Lo sente dentro. Spiritualmente. Metabolicamente molto meno.
«Gli ultimi 100 metri!» urla con il tono di chi sta per entrare nei libri di storia… o al pronto soccorso.
Ha già immaginato l’arrivo: braccia al cielo, espressione da uomo che ha domato la distanza, magari uno sguardo laterale verso la giovane corritrice che gli sta accanto.
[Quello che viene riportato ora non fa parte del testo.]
use std::time::Duration;

/// Tuning knobs for the retrieval loop, supplied at client construction and
/// read-only afterwards.
#[derive(Clone, Debug)]
pub struct ScrapeConfig {
    /// Minimum pause inserted before a fallback request within one chain run.
    pub min_delay: Duration,
    /// Maximum pause inserted before a fallback request within one chain run.
    pub max_delay: Duration,
    /// Per-request timeout for every network call.
    pub request_timeout: Duration,
    /// How many times a single request is re-sent after a transient
    /// (timeout/connect) failure before it is classified as a timeout.
    pub retries: u32,
    /// Upper bound on proxy attempts before falling back to a direct one.
    pub proxy_retry_limit: u32,
    /// Cooldown applied to an endpoint when it is marked bad.
    pub proxy_cooldown: Duration,
    /// Sleep between consecutive proxy attempts after a failure.
    pub proxy_backoff: Duration,
}

impl Default for ScrapeConfig {
    fn default() -> Self {
        Self {
            min_delay: Duration::from_millis(2500),
            max_delay: Duration::from_millis(6500),
            request_timeout: Duration::from_secs(20),
            retries: 3,
            proxy_retry_limit: 5,
            proxy_cooldown: Duration::from_secs(600),
            proxy_backoff: Duration::from_secs(2),
        }
    }
}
Quella per cui, diciamolo, sta correndo più che per la maratona.
Lei lo osserva con passo leggero, respirazione regolare, sorriso pulito:«Sportinio… mancano ancora 40 chilometri.»
Silenzio.
Si sente solo il rumore delle sue certezze che si frantumano sull’asfalto.
Per un attimo valuta di trasferirsi all’estero.
Poi stringe i denti.
Perché non si può mollare davanti a una ragazza che corre meglio di te.
Non dopo aver urlato “ultimi 100 metri” con quella sicurezza.
Così riparte. Non contro il cronometro. Contro l’anagrafe.
La maratona è lunga 42 chilometri.
L’orgoglio di Sportinio, oggi, è infinito.